### WHAT THE EXERCISE ASKS
With "Send" as the search word, show every line of the material that has it.
[DATA FOR ANALYSIS Boundary: Start]
//! Broker link: one owned MQTT connection per publish invocation.
//!
//! Wraps `rumqttc::AsyncClient` + `EventLoop` behind the [`Link`] trait so
//! the orchestrator can be driven by a mock in tests.

use async_trait::async_trait;
use rumqttc::{AsyncClient, EventLoop, NetworkOptions, QoS};
use uuid::Uuid;

use pubstep_protocol::{ConnectionConfig, DeliveryQos};

use crate::config::LinkSettings;
use crate::error::{MqttError, MqttResult};
use crate::events::{self, LinkEvent};
use crate::transport;

// ── Traits ────────────────────────────────────────────────────

/// A live (or connecting) broker connection, exclusively owned by one
/// invocation.
#[async_trait]
pub trait Link: Send {
    /// Client identifier presented to the broker.
    fn client_id(&self) -> &str;

    /// Drive the connection until the next relevant event.
    ///
    /// Must be cancel-safe: dropping the future loses no state the
    /// orchestrator depends on. A closed link yields [`LinkEvent::Closed`].
    async fn next_event(&mut self) -> LinkEvent;

    /// Issue a publish. Completion is reported through [`Link::next_event`].
    async fn publish(&mut self, topic: &str, payload: &[u8], qos: QoS) -> MqttResult<()>;

    /// Request a graceful disconnect, reported as [`LinkEvent::Closed`].
    async fn disconnect(&mut self) -> MqttResult<()>;

    /// Release the network resource immediately. Idempotent, never fails.
    fn close(&mut self);

    fn is_closed(&self) -> bool;
}

/// Factory for links. Constructing a link performs no network I/O.
pub trait Connector: Send + Sync {
    type Link: Link;

    fn open(&self, config: &ConnectionConfig) -> MqttResult<Self::Link>;
}

/// Fresh client id, unique per call.
pub fn new_client_id(prefix: &str) -> String {
    format!("{prefix}_{}", Uuid::now_v7().simple())
}

/// Wire QoS for a requested delivery guarantee.
pub fn wire_qos(qos: DeliveryQos) -> QoS {
    match qos {
        DeliveryQos::AtLeastOnce => QoS::AtLeastOnce,
    }
}

// ── MqttConnector ─────────────────────────────────────────────

/// Connector backed by `rumqttc`.
#[derive(Debug, Clone, Default)]
pub struct MqttConnector {
    settings: LinkSettings,
}

impl MqttConnector {
    pub fn new(settings: LinkSettings) -> Self {
        Self { settings }
    }

    pub fn settings(&self) -> &LinkSettings {
        &self.settings
    }
}

impl Connector for MqttConnector {
    type Link = MqttLink;

    fn open(&self, config: &ConnectionConfig) -> MqttResult<MqttLink> {
        let client_id = new_client_id(&self.settings.client_id_prefix);
        let options = transport::build_options(config, &self.settings, &client_id)?;

        let (client, mut eventloop) = AsyncClient::new(options, self.settings.request_capacity);
        let mut network_options = NetworkOptions::new();
        network_options.set_connection_timeout(self.settings.connect_timeout_secs);
        eventloop.set_network_options(network_options);

        tracing::debug!(client_id = %client_id, url = %config.url(), "link opened");

        Ok(MqttLink {
            client,
            eventloop: Some(eventloop),
            client_id,
            inflight: None,
        })
    }
}

// ── MqttLink ──────────────────────────────────────────────────

/// `rumqttc` connection. The event loop owns the socket; dropping it
/// releases the connection.
pub struct MqttLink {
    client: AsyncClient,
    eventloop: Option<EventLoop>,
    client_id: String,
    inflight: Option<u16>,
}

#[async_trait]
impl Link for MqttLink {
    fn client_id(&self) -> &str {
        &self.client_id
    }

    async fn next_event(&mut self) -> LinkEvent {
        loop {
            let Some(eventloop) = self.eventloop.as_mut() else {
                return LinkEvent::Closed;
            };

            match eventloop.poll().await {
                Ok(event) => {
                    tracing::trace!(client_id = %self.client_id, ?event, "mqtt event");
                    if let Some(link_event) = events::classify(&event, &mut self.inflight) {
                        if matches!(link_event, LinkEvent::Closed) {
                            self.close();
                        }
                        return link_event;
                    }
                }
                Err(e) => return LinkEvent::Error(events::connection_error(e)),
            }
        }
    }

    async fn publish(&mut self, topic: &str, payload: &[u8], qos: QoS) -> MqttResult<()> {
        if self.is_closed() {
            return Err(MqttError::Closed);
        }
        self.client
            .publish(topic, qos, false, payload.to_vec())
            .await
            .map_err(|e| MqttError::Publish(e.to_string()))
    }

    async fn disconnect(&mut self) -> MqttResult<()> {
        if self.is_closed() {
            return Err(MqttError::Closed);
        }
        self.client
            .disconnect()
            .await
            .map_err(|e| MqttError::Disconnect(e.to_string()))
    }

    fn close(&mut self) {
        if self.eventloop.take().is_some() {
            tracing::debug!(client_id = %self.client_id, "link released");
        }
    }

    fn is_closed(&self) -> bool {
        self.eventloop.is_none()
    }
}

impl Drop for MqttLink {
    fn drop(&mut self) {
        self.close();
    }
}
[DATA FOR ANALYSIS Boundary: End]
### COMPLETED EXERCISE
pub trait Link: Send {
pub trait Connector: Send + Sync {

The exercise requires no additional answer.